Existem explicações técnicas. Por exemplo, o livro é um misto de diário infantil com escritos posteriores editados e reeditados, muitas notas com separação temática em que a cronologia não coincide. Só o prefácio de como o livro foi organizado já dá certa desorganização mental. Ela começa a escrever com oito anos e “termina” com quinze. Não há muita diferenciação de estilo, portanto não parece nem uma menina de oito, nem uma adolescente de quinze, nem uma adulta revivendo suas memórias.
E então, você, cara pálida, que tem noção da importância de um relato como esse, começa a se sentir culpada por não estar tão, digamos, afetada com a história. Mas você continua. Culpada, mas prossegue. A história acaba. E fim. Na sua caixinha de afetos literários, Helga não ficou amiguinha de Anne nem de Dawid. E olha que ainda tem desenhos feitos por ela durante as prisões e, no final, uma entrevista com autora. Mesmo assim, sua imaginação não foi parar em como seria a adaptação para o cinema. Ficou ali, na superficialidade do relato.
Se eu parasse nas questões técnicas, resolveria o problema. Mas, de alguma forma, isso me intrigou.
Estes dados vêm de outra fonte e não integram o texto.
//! Path helpers for startup and configuration code.
//!
//! Pure helpers (normalization, comparison) never touch the filesystem.
//! The filesystem helpers follow one policy: a failure in a known OS
//! category is logged with that category and reported as `Ok(false)`;
//! anything else is returned as the underlying `io::Error`.

use crate::platform;
use std::ffi::OsStr;
use std::fs::{self, OpenOptions};
use std::io::{self, ErrorKind};
use std::path::{Component, Path, PathBuf};

#[derive(Debug, Clone, Copy, PartialEq, Eq)]
pub enum CaseSensitivity {
    Sensitive,
    Insensitive,
}

impl CaseSensitivity {
    /// How the host filesystem compares names.
    pub fn host() -> Self {
        if platform::current().case_sensitive_fs {
            CaseSensitivity::Sensitive
        } else {
            CaseSensitivity::Insensitive
        }
    }

    fn names_equal(self, a: &OsStr, b: &OsStr) -> bool {
        match self {
            CaseSensitivity::Sensitive => a == b,
            CaseSensitivity::Insensitive => {
                a == b || a.to_string_lossy().to_lowercase() == b.to_string_lossy().to_lowercase()
            }
        }
    }
}

/// Make `path` absolute against the current directory and remove `.`,
/// `..` and trailing separators.
pub fn normalize_dir(path: &Path) -> io::Result<PathBuf> {
    if path.is_absolute() {
        Ok(clean(path))
    } else {
        Ok(clean(&std::env::current_dir()?.join(path)))
    }
}

/// Lexical cleanup; `..` never climbs above the root.
fn clean(path: &Path) -> PathBuf {
    let mut out = PathBuf::new();
    for c in path.components() {
        match c {
            Component::CurDir => {}
            Component::ParentDir => match out.components().next_back() {
                Some(Component::Normal(_)) => {
                    out.pop();
                }
                Some(Component::RootDir) | Some(Component::Prefix(_)) => {}
                _ => out.push(".."),
            },
            other => out.push(other.as_os_str()),
        }
    }
    out
}

/// Path that leads from directory `from` to `to`, using `..` as needed.
///
/// `None` if either path is relative or they live under different roots.
pub fn relative_path(from: &Path, to: &Path) -> Option<PathBuf> {
    if !from.is_absolute() || !to.is_absolute() {
        return None;
    }
    let (from, to) = (clean(from), clean(to));
    let from: Vec<Component<'_>> = from.components().collect();
    let to: Vec<Component<'_>> = to.components().collect();

    let common = from
        .iter()
        .zip(to.iter())
        .take_while(|(a, b)| a == b)
        .count();
    // Different prefix or root: no relative path exists.
    if from.iter().take_while(|c| !matches!(c, Component::Normal(_))).count() > common {
        return None;
    }

    let mut out = PathBuf::new();
    for _ in common..from.len() {
        out.push("..");
    }
    for c in &to[common..] {
        out.push(c.as_os_str());
    }
    if out.as_os_str().is_empty() {
        out.push(".");
    }
    Some(out)
}

/// Compare two paths component-wise after lexical cleanup.
pub fn paths_equal(a: &Path, b: &Path, case: CaseSensitivity) -> bool {
    let (a, b) = (clean(a), clean(b));
    let (mut ia, mut ib) = (a.components(), b.components());
    loop {
        match (ia.next(), ib.next()) {
            (None, None) => return true,
            (Some(x), Some(y)) if case.names_equal(x.as_os_str(), y.as_os_str()) => {}
            _ => return false,
        }
    }
}

/// True if `child` lies strictly below `parent`.
pub fn is_parent_of(parent: &Path, child: &Path, case: CaseSensitivity) -> bool {
    let (parent, child) = (clean(parent), clean(child));
    let mut ic = child.components();
    for p in parent.components() {
        match ic.next() {
            Some(c) if case.names_equal(p.as_os_str(), c.as_os_str()) => {}
            _ => return false,
        }
    }
    ic.next().is_some()
}

/// Move `src` to `dst`, replacing `dst` if it exists.
///
/// Falls back to copy-then-delete when a plain rename is refused, e.g.
/// across filesystems. Once the copy has replaced `dst` the move counts as
/// done: a source that cannot be deleted afterwards is logged and left in
/// place, and the call still returns `Ok(true)`.
pub fn move_overwrite(src: &Path, dst: &Path) -> io::Result<bool> {
    match fs::metadata(src) {
        Ok(m) if m.is_file() => {}
        Ok(_) => return Ok(reject("move", src, "not a regular file")),
        Err(e) => return report("move", src, e),
    }
    if let Err(e) = fs::rename(src, dst) {
        log::debug!(
            "rename {} -> {} failed ({}), copying instead",
            src.display(),
            dst.display(),
            e
        );
        if let Err(e) = fs::copy(src, dst) {
            return report("move", dst, e);
        }
        return finish_copy(src, dst, fs::remove_file(src));
    }
    Ok(true)
}

/// Outcome of a copy-based move whose copy already replaced `dst`.
fn finish_copy(src: &Path, dst: &Path, removed: io::Result<()>) -> io::Result<bool> {
    match removed {
        Ok(()) => Ok(true),
        Err(e) => match category(e.kind()) {
            Some(cat) => {
                log::warn!(
                    "move {}: {} replaced, but source was left behind: {}: {}",
                    src.display(),
                    dst.display(),
                    cat,
                    e
                );
                Ok(true)
            }
            None => Err(e),
        },
    }
}

/// Check that `path` is a readable and writable directory, creating it
/// (and its parents) first when `create` is set.
pub fn validate_dir(path: &Path, create: bool) -> io::Result<bool> {
    if path.as_os_str().is_empty() {
        return Ok(reject("validate directory", path, "empty path"));
    }
    match fs::metadata(path) {
        Ok(m) if m.is_dir() => {}
        Ok(_) => return Ok(reject("validate directory", path, "not a directory")),
        Err(e) if e.kind() == ErrorKind::NotFound && create => {
            if let Err(e) = fs::create_dir_all(path) {
                return report("create directory", path, e);
            }
            log::debug!("created directory {}", path.display());
        }
        Err(e) => return report("validate directory", path, e),
    }

    if let Err(e) = fs::read_dir(path) {
        return report("read directory", path, e);
    }
    let probe = path.join(format!(".grouped-metadata-write-probe-{}", std::process::id()));
    if let Err(e) = fs::write(&probe, b"").and_then(|_| fs::remove_file(&probe)) {
        return report("write directory", path, e);
    }
    Ok(true)
}

/// Check that `path` is a readable and writable file, or that it could be
/// created inside a writable parent directory.
///
/// Missing parent directories are created only when `create` is set.
pub fn validate_file(path: &Path, create: bool) -> io::Result<bool> {
    if path.file_name().is_none() {
        return Ok(reject("validate file", path, "no file name"));
    }
    match fs::metadata(path) {
        Ok(m) if m.is_file() => {}
        Ok(_) => return Ok(reject("validate file", path, "not a regular file")),
        Err(e) if e.kind() == ErrorKind::NotFound => {
            return match path.parent() {
                Some(dir) if !dir.as_os_str().is_empty() => validate_dir(dir, create),
                _ => validate_dir(Path::new("."), false),
            };
        }
        Err(e) => return report("validate file", path, e),
    }
    match OpenOptions::new().read(true).write(true).open(path) {
        Ok(_) => Ok(true),
        Err(e) => report("open file", path, e),
    }
}

/// Regular files directly inside `dir` whose name equals `name` ignoring
/// case, sorted by path.
pub fn find_files_ignore_case(dir: &Path, name: &str) -> io::Result<Vec<PathBuf>> {
    let entries = match fs::read_dir(dir) {
        Ok(it) => it,
        Err(e) => {
            report("list directory", dir, e)?;
            return Ok(Vec::new());
        }
    };
    let mut found = Vec::new();
    for entry in entries {
        let entry = entry?;
        if !entry.file_type()?.is_file() {
            continue;
        }
        if CaseSensitivity::Insensitive.names_equal(&entry.file_name(), OsStr::new(name)) {
            found.push(entry.path());
        }
    }
    found.sort();
    Ok(found)
}

fn category(kind: ErrorKind) -> Option<&'static str> {
    match kind {
        ErrorKind::NotFound => Some("missing"),
        ErrorKind::PermissionDenied => Some("permission denied"),
        ErrorKind::AlreadyExists => Some("already exists"),
        ErrorKind::InvalidInput => Some("malformed path"),
        ErrorKind::Unsupported => Some("unsupported"),
        _ => None,
    }
}

fn report(op: &str, path: &Path, err: io::Error) -> io::Result<bool> {
    match category(err.kind()) {
        Some(cat) => {
            log::warn!("{} {}: {}: {}", op, path.display(), cat, err);
            Ok(false)
        }
        None => Err(err),
    }
}

fn reject(op: &str, path: &Path, why: &str) -> bool {
    log::warn!("{} {}: {}", op, path.display(), why);
    false
}
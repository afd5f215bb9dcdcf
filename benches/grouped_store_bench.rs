use criterion::{black_box, criterion_group, criterion_main, BatchSize, Criterion};
use grouped_metadata::GroupedMetadataStore;
use std::sync::Arc;
use std::thread;
use std::time::Duration;

fn lcg(mut s: u64) -> impl Iterator<Item = u64> {
    std::iter::from_fn(move || {
        s = s.wrapping_mul(6364136223846793005).wrapping_add(1);
        Some(s)
    })
}

fn pair(n: u64) -> (String, String) {
    (format!("g{:02}", n % 32), format!("k{:016x}", n))
}

fn bench_add(c: &mut Criterion) {
    c.bench_function("grouped_store_add_10k", |b| {
        b.iter_batched(
            GroupedMetadataStore::<u64>::new,
            |s| {
                for (i, x) in lcg(1).take(10_000).enumerate() {
                    let (g, k) = pair(x);
                    s.add(&g, &k, i as u64).unwrap();
                }
                black_box(s)
            },
            BatchSize::SmallInput,
        )
    });
}

fn bench_get_hit(c: &mut Criterion) {
    c.bench_function("grouped_store_get_hit", |b| {
        let s = GroupedMetadataStore::new();
        let pairs: Vec<_> = lcg(7).take(20_000).map(pair).collect();
        for (i, (g, k)) in pairs.iter().enumerate() {
            s.add(g, k, i as u64).unwrap();
        }
        let mut it = pairs.iter().cycle();
        b.iter(|| {
            let (g, k) = it.next().unwrap();
            black_box(s.get(g, k).unwrap());
        })
    });
}

fn bench_try_get_miss(c: &mut Criterion) {
    c.bench_function("grouped_store_try_get_miss", |b| {
        let s = GroupedMetadataStore::new();
        for (i, x) in lcg(11).take(10_000).enumerate() {
            let (g, k) = pair(x);
            s.add(&g, &k, i as u64).unwrap();
        }
        let mut miss = lcg(0xdead_beef);
        b.iter(|| {
            let (g, k) = pair(miss.next().unwrap());
            black_box(s.try_get(&g, &k));
        })
    });
}

fn bench_snapshot(c: &mut Criterion) {
    c.bench_function("grouped_store_snapshot_10k", |b| {
        let s = GroupedMetadataStore::new();
        for (i, x) in lcg(3).take(10_000).enumerate() {
            let (g, k) = pair(x);
            s.add(&g, &k, i as u64).unwrap();
        }
        b.iter(|| black_box(s.snapshot().count()))
    });
}

fn bench_contended_set(c: &mut Criterion) {
    c.bench_function("grouped_store_set_4_threads", |b| {
        let s = Arc::new(GroupedMetadataStore::new());
        b.iter(|| {
            let workers: Vec<_> = (0..4u64)
                .map(|t| {
                    let s = s.clone();
                    thread::spawn(move || {
                        for x in lcg(t).take(1_000) {
                            let (g, k) = pair(x);
                            s.set(&g, &k, x).unwrap();
                        }
                    })
                })
                .collect();
            for w in workers {
                w.join().unwrap();
            }
        })
    });
}

fn bench_config() -> Criterion {
    Criterion::default()
        .sample_size(50)
        .measurement_time(Duration::from_secs(8))
        .warm_up_time(Duration::from_secs(2))
}

criterion_group! {
    name = benches;
    config = bench_config();
    targets = bench_add, bench_get_hit, bench_try_get_miss, bench_snapshot, bench_contended_set
}
criterion_main!(benches);
#![deny(clippy::all)]
use bili_emote_downloader::{run_from_args, Config};
use std::process::exit;

#[tokio::main]
async fn main() {
    env_logger::builder().format_timestamp(None).init();

    let code = run_from_args(std::env::args_os(), Config::default()).await;

    exit(code)
}
use std::io;

use thiserror::Error;

#[derive(Error, Debug)]
pub enum DocumentError {
    #[error("Failed to open file for writing: {source}")]
    FileIOError {
        #[from]
        source: io::Error,
    },

    #[error("Failed to serialize package document: {source}")]
    SerializeError {
        #[from]
        source: serde_json::Error,
    },
}
use bili_emote_downloader::emotes::extractor::collect_emotes;
use criterion::{black_box, criterion_group, criterion_main, Criterion};
use rand::{
    distributions::{Alphanumeric, DistString},
    seq::SliceRandom,
    thread_rng, Rng,
};
use serde_json::{json, Value};

const NAMES: [&str; 8] = [
    "[微笑]", "[doge]", "[妙啊]", "[吃瓜]", "[tv_白眼]", "[OK]", "[星星眼]", "[滑稽]",
];

fn seed_document(packages: usize) -> Value {
    let mut rng = thread_rng();

    let list: Vec<Value> = (0..packages)
        .map(|id| {
            let count = rng.gen_range(1..=80);

            let emote: Vec<Value> = (0..count)
                .map(|_| {
                    let hash = Alphanumeric.sample_string(&mut rng, 40);
                    let name = NAMES.choose(&mut rng).unwrap();

                    // Some entries come without a webp variant
                    if rng.gen_bool(0.1) {
                        json!({ "text": name })
                    } else {
                        json!({
                            "text": name,
                            "webp_url": format!("https://i0.hdslb.com/bfs/emote/{}.webp", hash),
                        })
                    }
                })
                .collect();

            json!({ "id": id, "text": format!("package {}", id), "emote": emote })
        })
        .collect();

    json!({ "code": 0, "message": "0", "ttl": 1, "data": { "packages": list } })
}

fn emote_walk_bench(c: &mut Criterion) {
    for size in [1, 10, 100, 1000] {
        let document = seed_document(size);

        c.bench_function(&format!("Walk {} packages", size), |b| {
            b.iter(|| collect_emotes(black_box(&document)))
        });
    }
}

criterion_group!(benches, emote_walk_bench);
criterion_main!(benches);
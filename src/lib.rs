//! # Bilibili Emote Downloader
//!
//! bili_emote_downloader is a CLI utility to save Bilibili emote packages: the package document
//! returned by the emote API and every image it references.
//!
//! Everything runs one request at a time over a single http client.
pub mod cli;
pub mod config;
pub mod emotes;
pub mod pipeline;
pub mod progress_bars;

pub use config::Config;

// Export main representative types
pub use emotes::emote::Emote;
pub use emotes::extractor::{PackageExtractor, PackageResponse};

// Export main worker queue
pub use emotes::queue::{DownloadQueue, DownloadSummary};

pub use pipeline::{run_from_args, Pipeline, PipelineError, RunReport};
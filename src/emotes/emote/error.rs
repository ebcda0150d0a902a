use std::{io, path::PathBuf};

use thiserror::Error;

#[derive(Error, Debug)]
pub enum EmoteError {
    #[error("Failed to open file: {}", path.display())]
    FileOpenFail {
        path: PathBuf,
        #[source]
        source: io::Error,
    },

    #[error("Failed to write file: {source}")]
    FileIOError {
        #[from]
        source: io::Error,
    },

    #[error("Download failed: {source}")]
    ConnectionFail {
        #[from]
        source: reqwest::Error,
    },

    #[error("Error while fetching chunk: {message}")]
    ChunkDownloadFail { message: String },
}
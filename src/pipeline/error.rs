use thiserror::Error;

use crate::emotes::{
    document::DocumentError, extractor::ExtractorError, queue::QueueError,
};

#[derive(Error, Debug)]
pub enum PipelineError {
    #[error("Failed to set up the http client: {0}")]
    ClientBuild(reqwest::Error),

    #[error(transparent)]
    Extractor(#[from] ExtractorError),

    #[error(transparent)]
    Document(#[from] DocumentError),

    #[error(transparent)]
    Queue(#[from] QueueError),
}
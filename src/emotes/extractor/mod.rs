//! Fetches the package document from the emote API and lists the emotes inside it.
//!
//! # Example usage
//!
//! ```no_run
//! use bili_emote_downloader::emotes::extractor::PackageExtractor;
//! use bili_emote_downloader::emotes::BILIBILI_EMOTE_API;
//! use reqwest::Client;
//!
//! async fn list_emotes() {
//!     let client = Client::builder().build().unwrap();
//!
//!     let extractor = PackageExtractor::new(client, BILIBILI_EMOTE_API, "7067");
//!
//!     let response = extractor.fetch().await.unwrap();
//!
//!     for emote in response.emotes() {
//!         println!("{} -> {}", emote.name, emote.url);
//!     }
//! }
//! ```
use log::{debug, warn};
use reqwest::Client;
use serde_json::Value;

use self::models::ApiStatus;
use super::{emote::Emote, BILIBILI_EMOTE_QUERY};

pub use self::error::ExtractorError;

mod error;
pub mod models;

/// Builds the request URL. `ids` is inserted as-is, without any escaping.
#[inline]
pub fn request_url(api_prefix: &str, ids: &str) -> String {
    format!("{}{}{}", api_prefix, ids, BILIBILI_EMOTE_QUERY)
}

/// Walks `data.packages[*].emote[*]` in document order.
pub fn collect_emotes(document: &Value) -> Vec<Emote> {
    let mut emotes = Vec::new();

    for package in models::packages(document) {
        let package_name = models::text(package);

        for emote in models::package_emotes(package) {
            emotes.push(Emote::new(
                package_name,
                models::text(emote),
                models::webp_url(emote),
            ));
        }
    }

    emotes
}

/// The parsed API document together with the emotes found in it.
#[derive(Debug)]
pub struct PackageResponse {
    document: Value,
    emotes: Vec<Emote>,
}

impl PackageResponse {
    pub fn from_document(document: Value) -> Self {
        let emotes = collect_emotes(&document);
        Self { document, emotes }
    }

    #[inline]
    pub fn document(&self) -> &Value {
        &self.document
    }

    #[inline]
    pub fn emotes(&self) -> &[Emote] {
        &self.emotes
    }

    pub fn into_parts(self) -> (Value, Vec<Emote>) {
        (self.document, self.emotes)
    }
}

pub struct PackageExtractor {
    client: Client,
    url: String,
}

impl PackageExtractor {
    pub fn new(client: Client, api_prefix: &str, ids: &str) -> Self {
        Self {
            client,
            url: request_url(api_prefix, ids),
        }
    }

    #[inline]
    pub fn url(&self) -> &str {
        &self.url
    }

    /// Requests the package document and parses it.
    ///
    /// The HTTP status is not looked at: whatever body comes back must be valid JSON.
    pub async fn fetch(&self) -> Result<PackageResponse, ExtractorError> {
        debug!("Fetching {}", &self.url);
        let body = self.client.get(&self.url).send().await?.bytes().await?;

        debug!("Received {} bytes, parsing", body.len());
        let document: Value = serde_json::from_slice(&body)?;

        let status = ApiStatus::from_document(&document);
        if !status.is_ok() {
            warn!(
                "Emote API answered with code {}: {}",
                status.code, status.message
            );
        }

        let response = PackageResponse::from_document(document);
        debug!(
            "{} packages, {} emotes",
            models::packages(response.document()).len(),
            response.emotes().len()
        );

        Ok(response)
    }
}
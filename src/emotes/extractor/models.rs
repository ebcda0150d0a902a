//! Views over the emote API document.
//!
//! The document is kept as an untyped [`Value`] so it can be written back out unchanged. Reading
//! from it goes through the accessors below, each with a fixed fallback for missing or mistyped
//! fields.
use serde::Deserialize;
use serde_json::Value;

/// `code`/`message` envelope present on every Bilibili API response.
#[derive(Debug, Default, Deserialize, PartialEq, Eq)]
#[serde(default)]
pub struct ApiStatus {
    pub code: i64,
    pub message: String,
}

impl ApiStatus {
    /// Reads the envelope, falling back to `code = 0` and an empty message when it can't be read.
    pub fn from_document(document: &Value) -> Self {
        Self::deserialize(document).unwrap_or_default()
    }

    #[inline]
    pub fn is_ok(&self) -> bool {
        self.code == 0
    }
}

const EMPTY: &[Value] = &[];

/// `data.packages`, or an empty slice.
pub fn packages(document: &Value) -> &[Value] {
    document
        .get("data")
        .and_then(|data| data.get("packages"))
        .and_then(Value::as_array)
        .map_or(EMPTY, Vec::as_slice)
}

/// `emote` of a single package, or an empty slice.
pub fn package_emotes(package: &Value) -> &[Value] {
    package
        .get("emote")
        .and_then(Value::as_array)
        .map_or(EMPTY, Vec::as_slice)
}

/// `webp_url` of a single emote, or `""`.
pub fn webp_url(emote: &Value) -> &str {
    string_field(emote, "webp_url")
}

/// Display name (`text`) of a package or an emote, or `""`.
pub fn text(item: &Value) -> &str {
    string_field(item, "text")
}

fn string_field<'a>(item: &'a Value, field: &str) -> &'a str {
    item.get(field).and_then(Value::as_str).unwrap_or_default()
}

#[cfg(test)]
mod tests {
    use super::*;
    use serde_json::json;

    #[test]
    fn missing_levels_fall_back_to_empty() {
        assert!(packages(&json!({})).is_empty());
        assert!(packages(&json!({ "data": null })).is_empty());
        assert!(packages(&json!({ "data": { "packages": "nope" } })).is_empty());
        assert!(package_emotes(&json!({ "text": "pkg" })).is_empty());
        assert_eq!(webp_url(&json!({ "webp_url": 12 })), "");
        assert_eq!(webp_url(&json!({})), "");
        assert_eq!(text(&json!({ "text": "[doge]" })), "[doge]");
    }

    #[test]
    fn status_envelope() {
        let ok = ApiStatus::from_document(&json!({ "code": 0, "message": "0", "data": {} }));
        assert!(ok.is_ok());

        let failed = ApiStatus::from_document(&json!({ "code": -400, "message": "请求错误" }));
        assert!(!failed.is_ok());
        assert_eq!(failed.message, "请求错误");

        // Unreadable envelopes are treated as success
        let odd = ApiStatus::from_document(&json!({ "code": "x" }));
        assert_eq!(odd, ApiStatus::default());
        assert_eq!(ApiStatus::from_document(&json!([1, 2])), ApiStatus::default());
    }
}
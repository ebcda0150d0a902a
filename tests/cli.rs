use std::process::Command;

use tempdir::TempDir;

const BIN: &str = env!("CARGO_BIN_EXE_bili_emote_downloader");

#[test]
fn no_arguments_prints_usage_and_fails() {
    let cwd = TempDir::new("emote_cli").unwrap();

    let output = Command::new(BIN).current_dir(cwd.path()).output().unwrap();

    assert_eq!(output.status.code(), Some(1));
    assert!(output.stdout.is_empty());

    let stderr = String::from_utf8_lossy(&output.stderr);
    assert!(stderr.contains("<IDS>"), "stderr was: {}", stderr);

    // Nothing was fetched, so nothing was written
    assert_eq!(std::fs::read_dir(cwd.path()).unwrap().count(), 0);
}

#[test]
fn two_arguments_print_usage_and_fail() {
    let cwd = TempDir::new("emote_cli").unwrap();

    let output = Command::new(BIN)
        .args(["7067", "1"])
        .current_dir(cwd.path())
        .output()
        .unwrap();

    assert_eq!(output.status.code(), Some(1));
    assert!(!output.stderr.is_empty());
    assert_eq!(std::fs::read_dir(cwd.path()).unwrap().count(), 0);
}
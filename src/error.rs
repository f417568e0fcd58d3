//! Proof engine error types

use thiserror::Error;

use crate::anchoring::AnchorError;

/// Result alias for proof engine operations
pub type OtsResult<T> = Result<T, OtsError>;

/// Malformed or truncated binary input
#[derive(Debug, Clone, PartialEq, Eq, Error)]
pub enum DeserializationError {
    // ========== Stream Errors ==========
    /// Stream ended before a fixed-size read completed
    #[error("unexpected end of data: needed {needed} bytes, {remaining} remaining")]
    UnexpectedEof { needed: usize, remaining: usize },

    /// Bytes left over after a complete structure
    #[error("{0} trailing bytes after end of proof")]
    TrailingBytes(usize),

    /// Header magic did not match
    #[error("bad magic bytes: not an OpenTimestamps proof")]
    BadMagic,

    /// Major version other than 1
    #[error("unsupported major version: {0}")]
    UnsupportedVersion(u64),

    // ========== Primitive Errors ==========
    /// varuint wider than 64 bits
    #[error("varuint overflows 64 bits")]
    VaruintOverflow,

    /// varbytes length above the allowed maximum
    #[error("varbytes length {len} exceeds maximum {max}")]
    VarbytesTooLong { len: u64, max: usize },

    /// varbytes length below the allowed minimum
    #[error("varbytes length {len} below minimum {min}")]
    VarbytesTooShort { len: usize, min: usize },

    // ========== Structure Errors ==========
    /// Tag byte that names no known operation
    #[error("unknown operation tag: 0x{0:02x}")]
    UnknownOpTag(u8),

    /// File hash op is not a cryptographic hash
    #[error("expected a crypto operation, got tag 0x{0:02x}")]
    NotCryptoOp(u8),

    /// File digest length does not match the file hash op
    #[error("file digest is {actual} bytes, hash op produces {expected}")]
    DigestLength { expected: usize, actual: usize },

    /// Nesting deeper than the recursion limit
    #[error("recursion limit of {0} exceeded")]
    RecursionLimit(usize),

    /// Applying an op produced a message longer than allowed
    #[error("operation result of {len} bytes exceeds maximum {max}")]
    ResultTooLong { len: usize, max: usize },

    /// Pending attestation URI with a disallowed character
    #[error("invalid character in pending URI: {0:?}")]
    InvalidUri(char),

    /// Attestation payload had unread bytes or a bad inner value
    #[error("malformed attestation payload: {0}")]
    BadAttestationPayload(String),
}

/// Attempt to merge timestamps over different digests
#[derive(Debug, Clone, PartialEq, Eq, Error)]
#[error("cannot merge timestamps for different messages: {left} != {right}")]
pub struct MergeError {
    pub left: String,
    pub right: String,
}

/// Shrink over a tree with nothing to keep
#[derive(Debug, Clone, PartialEq, Eq, Error)]
pub enum ShrinkError {
    #[error("timestamp has no attestations")]
    NoAttestations,
}

/// A blockchain attestation that does not match the block header
#[derive(Debug, Clone, PartialEq, Eq, Error)]
pub enum VerificationError {
    /// Attested digest is not a 32-byte merkle root
    #[error("expected a 32-byte digest for block {height}, got {len} bytes")]
    BadDigestLength { height: u64, len: usize },

    /// Reversed digest differs from the header's merkle root
    #[error("digest does not match merkle root of block {height}: expected {expected}, got {actual}")]
    MerkleRootMismatch {
        height: u64,
        expected: String,
        actual: String,
    },

    /// Explorer returned a header for a different height
    #[error("explorer returned block {actual} for height {expected}")]
    HeightMismatch { expected: u64, actual: u64 },
}

/// Top-level error for the proof engine
#[derive(Debug, Error)]
pub enum OtsError {
    // ========== Proof Errors ==========
    #[error("deserialization error: {0}")]
    Deserialization(#[from] DeserializationError),

    #[error(transparent)]
    Merge(#[from] MergeError),

    #[error("shrink error: {0}")]
    Shrink(#[from] ShrinkError),

    #[error("verification error: {0}")]
    Verification(#[from] VerificationError),

    // ========== Anchoring Errors ==========
    /// Calendar or block explorer failure
    #[error("anchoring error: {0}")]
    Anchoring(#[from] AnchorError),

    // ========== Caller Errors ==========
    #[error("invalid argument: {0}")]
    InvalidArgument(String),

    /// Digest supplied for verification differs from the proof's file digest
    #[error("file digest mismatch: proof covers {expected}, got {actual}")]
    FileDigestMismatch { expected: String, actual: String },

    #[error("I/O error: {0}")]
    Io(#[from] std::io::Error),
}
Explicações subjetivas podem também fazer sentido. Por que Anne e Dawid não poderiam ter sido talentos abortados e Helga não? Será que os diários de Anne e Dawid surpreendem mais porque eles têm o discurso hábil? Ou Helga, posteriormente, mexeu tanto no texto que perdeu o caráter inicial? A autora afirma ter acrescentado informações para ajudar o leitor. Será que se tivesse mantido o relato infantil teria salvado ou teria ficado mais enfandonho? Ou, pior, será que esse movimento cruel está na leitora? Será que, por ser uma realidade tão distante, a selvageria da vida nos transformou em qualquer coisa?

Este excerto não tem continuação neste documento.